- ABOUT THIS EXERCISE
Restate word for word the entries below, starting with the line with "space (y down)." and continuing through the line with "axis-aligned filled rectangle". Include both of those lines and no others.

Top of PROVIDED INFORMATION

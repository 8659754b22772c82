//! Aim guide: where the bullet would go if released now
//!
//! Runs the same per-tick Euler step as the live bullet, on copies, and yields a
//! sparse set of samples. Nothing in [`GameState`](super::GameState) is touched.

use glam::Vec2;

use crate::consts::{PREVIEW_SAMPLE_EVERY, PREVIEW_STEPS};

/// One ghost bullet along the predicted path
#[derive(Debug, Clone, Copy, PartialEq)]
pub struct PreviewPoint {
    /// Integration step this sample was taken at
    pub step: u32,
    pub pos: Vec2,
    /// Sprite rotation in degrees
    pub rotation: f32,
    /// Fades with distance along the path
    pub alpha: u8,
}

/// Lazy forward simulation; clone it to restart from the beginning
#[derive(Debug, Clone)]
pub struct TrajectoryPreview {
    pos: Vec2,
    vel: Vec2,
    gravity: Vec2,
    step: u32,
    steps: u32,
    every: u32,
}

impl TrajectoryPreview {
    pub fn new(start: Vec2, launch_vel: Vec2, gravity: Vec2) -> Self {
        Self::with_sampling(start, launch_vel, gravity, PREVIEW_STEPS, PREVIEW_SAMPLE_EVERY)
    }

    pub fn with_sampling(start: Vec2, launch_vel: Vec2, gravity: Vec2, steps: u32, every: u32) -> Self {
        Self {
            pos: start,
            vel: launch_vel,
            gravity,
            step: 0,
            steps,
            every: every.max(1),
        }
    }

    /// A preview that yields nothing (used when not aiming)
    pub fn empty() -> Self {
        Self::with_sampling(Vec2::ZERO, Vec2::ZERO, Vec2::ZERO, 0, 1)
    }
}

impl Iterator for TrajectoryPreview {
    type Item = PreviewPoint;

    fn next(&mut self) -> Option<PreviewPoint> {
        while self.step < self.steps {
            let i = self.step;
            self.step += 1;
            self.vel += self.gravity;
            self.pos += self.vel;
            if i % self.every == 0 {
                return Some(PreviewPoint {
                    step: i,
                    pos: self.pos,
                    rotation: crate::sprite_heading(self.vel),
                    alpha: 255u32.saturating_sub(i).min(255) as u8,
                });
            }
        }
        None
    }

    fn size_hint(&self) -> (usize, Option<usize>) {
        let remaining = self.steps.saturating_sub(self.step);
        // Samples at multiples of `every` in [step, steps)
        let first = self.step.div_ceil(self.every) * self.every;
        let n = if first >= self.steps {
            0
        } else {
            ((self.steps - 1 - first) / self.every + 1).min(remaining)
        };
        (n as usize, Some(n as usize))
    }
}

#[cfg(test)]
mod tests {
    use super::*;

    #[test]
    fn test_sample_count_and_fade() {
        let points: Vec<_> =
            TrajectoryPreview::new(Vec2::new(100.0, 550.0), Vec2::new(2.0, -3.0), Vec2::new(0.0, 0.05))
                .collect();
        // Steps 0, 20, ..., 240
        assert_eq!(points.len(), 13);
        assert_eq!(points[0].step, 0);
        assert_eq!(points[0].alpha, 255);
        assert_eq!(points[12].step, 240);
        assert_eq!(points[12].alpha, 15);
        assert!(points.windows(2).all(|w| w[0].alpha > w[1].alpha));
    }

    #[test]
    fn test_first_sample_is_one_step_out() {
        let mut preview =
            TrajectoryPreview::new(Vec2::new(100.0, 550.0), Vec2::new(0.0, -1.0), Vec2::new(0.0, 0.1));
        let p = preview.next().unwrap();
        assert!((p.pos - Vec2::new(100.0, 549.1)).length() < 1e-3);
    }

    #[test]
    fn test_restartable() {
        let preview =
            TrajectoryPreview::new(Vec2::new(100.0, 550.0), Vec2::new(3.0, -4.0), Vec2::new(0.0, 0.05));
        let a: Vec<_> = preview.clone().collect();
        let b: Vec<_> = preview.collect();
        assert_eq!(a, b);
    }

    #[test]
    fn test_size_hint_matches() {
        let preview = TrajectoryPreview::new(Vec2::ZERO, Vec2::ONE, Vec2::ZERO);
        assert_eq!(preview.size_hint(), (13, Some(13)));
        assert_eq!(preview.count(), 13);
        assert_eq!(TrajectoryPreview::empty().count(), 0);
    }
}
//! Fixed asset identifiers and loading
//!
//! Decoding is left to whichever backend draws the scene; this only reads the
//! raw bytes. A file that cannot be read is logged and left unbound, and the
//! game carries on drawing without it.

use std::collections::HashMap;
use std::path::{Path, PathBuf};

use serde::{Deserialize, Serialize};

/// Every asset the game knows about
#[derive(Debug, Clone, Copy, PartialEq, Eq, Hash, Serialize, Deserialize)]
pub enum AssetId {
    HudFont,
    Background,
    Base,
    Barrel,
    Bullet,
    Wall,
    Gumba,
    Arrow,
}

impl AssetId {
    pub const ALL: [AssetId; 8] = [
        AssetId::HudFont,
        AssetId::Background,
        AssetId::Base,
        AssetId::Barrel,
        AssetId::Bullet,
        AssetId::Wall,
        AssetId::Gumba,
        AssetId::Arrow,
    ];

    /// Path relative to the asset root
    pub fn relative_path(&self) -> &'static str {
        match self {
            AssetId::HudFont => "FONTS/ariblk.ttf",
            AssetId::Background => "IMAGES/background.jpg",
            AssetId::Base => "IMAGES/base.png",
            AssetId::Barrel => "IMAGES/barrel.png",
            AssetId::Bullet => "IMAGES/bullet.png",
            AssetId::Wall => "IMAGES/wall.jpg",
            AssetId::Gumba => "IMAGES/gumba2.png",
            AssetId::Arrow => "IMAGES/arrow.png",
        }
    }
}

/// Raw asset bytes keyed by id
#[derive(Debug, Default)]
pub struct Assets {
    root: PathBuf,
    loaded: HashMap<AssetId, Vec<u8>>,
}

impl Assets {
    /// Read every known asset under `root`
    pub fn load(root: &Path) -> Self {
        let mut assets = Self {
            root: root.to_path_buf(),
            loaded: HashMap::with_capacity(AssetId::ALL.len()),
        };
        for id in AssetId::ALL {
            let path = assets.path_of(id);
            match std::fs::read(&path) {
                Ok(bytes) => {
                    log::debug!("Loaded {:?} ({} bytes)", id, bytes.len());
                    assets.loaded.insert(id, bytes);
                }
                Err(e) => log::warn!("problem loading {:?} from {}: {}", id, path.display(), e),
            }
        }
        log::info!(
            "Assets: {}/{} loaded from {}",
            assets.loaded.len(),
            AssetId::ALL.len(),
            root.display()
        );
        assets
    }

    pub fn path_of(&self, id: AssetId) -> PathBuf {
        self.root.join(id.relative_path())
    }

    pub fn get(&self, id: AssetId) -> Option<&[u8]> {
        self.loaded.get(&id).map(Vec::as_slice)
    }

    pub fn is_loaded(&self, id: AssetId) -> bool {
        self.loaded.contains_key(&id)
    }

    /// Ids that failed to load
    pub fn missing(&self) -> Vec<AssetId> {
        AssetId::ALL
            .into_iter()
            .filter(|id| !self.is_loaded(*id))
            .collect()
    }
}
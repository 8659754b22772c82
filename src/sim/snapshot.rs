//! Read-only view of the simulation for renderers and HUD

use glam::Vec2;
use serde::Serialize;

use super::anim::TextureRect;
use super::collision::Rect;
use super::state::{Facing, GameState, GravityIndicator, ScoreCounters};

#[derive(Debug, Clone, PartialEq, Serialize)]
pub struct Snapshot {
    pub projectile_pos: Vec2,
    pub projectile_radius: f32,
    pub projectile_rotation: f32,
    pub anchor: Vec2,
    pub barrel_angle: f32,
    /// (pointer, anchor) while aiming
    pub aim_line: Option<(Vec2, Vec2)>,
    pub target: Rect,
    pub target_facing: Facing,
    pub target_frame: TextureRect,
    pub wall: Rect,
    pub gravity: GravityIndicator,
    pub score: ScoreCounters,
}

impl GameState {
    pub fn snapshot(&self) -> Snapshot {
        Snapshot {
            projectile_pos: self.projectile.pos,
            projectile_radius: self.projectile.radius,
            projectile_rotation: self.projectile.rotation,
            anchor: self.aim.anchor,
            barrel_angle: self.aim.barrel_angle,
            aim_line: self.aim_line(),
            target: self.target.bounds(),
            target_facing: self.target.facing,
            target_frame: self.animation.rect(),
            wall: self.wall,
            gravity: self.gravity.indicator(),
            score: self.score,
        }
    }
}
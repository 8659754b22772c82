//! Vertex types for 2D rendering

use bytemuck::{Pod, Zeroable};

/// Simple 2D vertex with position and color
#[repr(C)]
#[derive(Copy, Clone, Debug, PartialEq, Pod, Zeroable)]
pub struct Vertex {
    pub position: [f32; 2],
    pub color: [f32; 4],
}

impl Vertex {
    pub const fn new(x: f32, y: f32, color: [f32; 4]) -> Self {
        Self {
            position: [x, y],
            color,
        }
    }

    /// Stride of one vertex in a tightly packed buffer
    pub const STRIDE: usize = std::mem::size_of::<Vertex>();
}

/// Colors for game elements
pub mod colors {
    pub const BACKGROUND: [f32; 4] = [1.0, 1.0, 1.0, 1.0];
    pub const BALL: [f32; 4] = [1.0, 0.0, 0.0, 1.0];
    pub const CANNON: [f32; 4] = [0.0, 0.0, 0.0, 1.0];
    pub const WALL: [f32; 4] = [0.0, 0.0, 0.0, 1.0];
    pub const AIM_LINE: [f32; 4] = [0.0, 0.0, 0.0, 1.0];
    pub const TARGET: [f32; 4] = [0.0, 1.0, 0.0, 1.0];
    pub const GRAVITY_BAR: [f32; 4] = [0.0, 0.0, 1.0, 1.0];
    pub const GRAVITY_BAR_CLAMPED: [f32; 4] = [1.0, 0.0, 0.0, 1.0];
    pub const HUD_TEXT: [f32; 4] = [0.0, 0.0, 1.0, 1.0];
    pub const WHITE: [f32; 4] = [1.0, 1.0, 1.0, 1.0];
    /// Arrow tint when gravity bottomed out
    pub const ARROW_CLAMPED: [f32; 4] = [0.0, 0.0, 1.0, 1.0];
}
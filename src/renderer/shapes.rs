//! Shape generation for 2D primitives
//!
//! Everything is emitted as triangle lists in screen space (y down).

use glam::Vec2;
use std::f32::consts::PI;

use super::vertex::Vertex;
use crate::rotate_about;
use crate::sim::Rect;

/// Two triangles covering the quad a-b-c-d (in winding order)
fn quad(a: Vec2, b: Vec2, c: Vec2, d: Vec2, color: [f32; 4]) -> [Vertex; 6] {
    [
        Vertex::new(a.x, a.y, color),
        Vertex::new(b.x, b.y, color),
        Vertex::new(c.x, c.y, color),
        Vertex::new(c.x, c.y, color),
        Vertex::new(d.x, d.y, color),
        Vertex::new(a.x, a.y, color),
    ]
}

/// Generate vertices for an axis-aligned filled rectangle
pub fn rect(r: &Rect, color: [f32; 4]) -> Vec<Vertex> {
    let min = r.min;
    let max = r.max();
    quad(
        min,
        Vec2::new(max.x, min.y),
        max,
        Vec2::new(min.x, max.y),
        color,
    )
    .to_vec()
}

/// Filled rectangle of `size`, placed so that `origin` (local, from its top-left)
/// sits on `position`, then rotated by `degrees` around `position`
pub fn rotated_rect(position: Vec2, size: Vec2, origin: Vec2, degrees: f32, color: [f32; 4]) -> Vec<Vertex> {
    let top_left = position - origin;
    let corners = [
        top_left,
        top_left + Vec2::new(size.x, 0.0),
        top_left + size,
        top_left + Vec2::new(0.0, size.y),
    ]
    .map(|c| rotate_about(c, position, degrees));
    quad(corners[0], corners[1], corners[2], corners[3], color).to_vec()
}

/// Generate vertices for a filled circle
pub fn circle(center: Vec2, radius: f32, color: [f32; 4], segments: u32) -> Vec<Vertex> {
    let mut vertices = Vec::with_capacity((segments * 3) as usize);

    for i in 0..segments {
        let theta1 = (i as f32 / segments as f32) * 2.0 * PI;
        let theta2 = ((i + 1) as f32 / segments as f32) * 2.0 * PI;

        // Triangle from center to edge
        vertices.push(Vertex::new(center.x, center.y, color));
        vertices.push(Vertex::new(
            center.x + radius * theta1.cos(),
            center.y + radius * theta1.sin(),
            color,
        ));
        vertices.push(Vertex::new(
            center.x + radius * theta2.cos(),
            center.y + radius * theta2.sin(),
            color,
        ));
    }

    vertices
}

/// Generate vertices for a line segment of the given width
pub fn line(from: Vec2, to: Vec2, width: f32, color: [f32; 4]) -> Vec<Vertex> {
    let dir = (to - from).normalize_or_zero();
    if dir == Vec2::ZERO {
        return Vec::new();
    }
    let perp = Vec2::new(-dir.y, dir.x) * (width / 2.0);
    quad(from + perp, to + perp, to - perp, from - perp, color).to_vec()
}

Bottom of PROVIDED INFORMATION

- RESULT
//! Everything is emitted as triangle lists in screen space (y down).

use glam::Vec2;
use std::f32::consts::PI;

use super::vertex::Vertex;
use crate::rotate_about;
use crate::sim::Rect;

/// Two triangles covering the quad a-b-c-d (in winding order)
fn quad(a: Vec2, b: Vec2, c: Vec2, d: Vec2, color: [f32; 4]) -> [Vertex; 6] {
    [
        Vertex::new(a.x, a.y, color),
        Vertex::new(b.x, b.y, color),
        Vertex::new(c.x, c.y, color),
        Vertex::new(c.x, c.y, color),
        Vertex::new(d.x, d.y, color),
        Vertex::new(a.x, a.y, color),
    ]
}

/// Generate vertices for an axis-aligned filled rectangle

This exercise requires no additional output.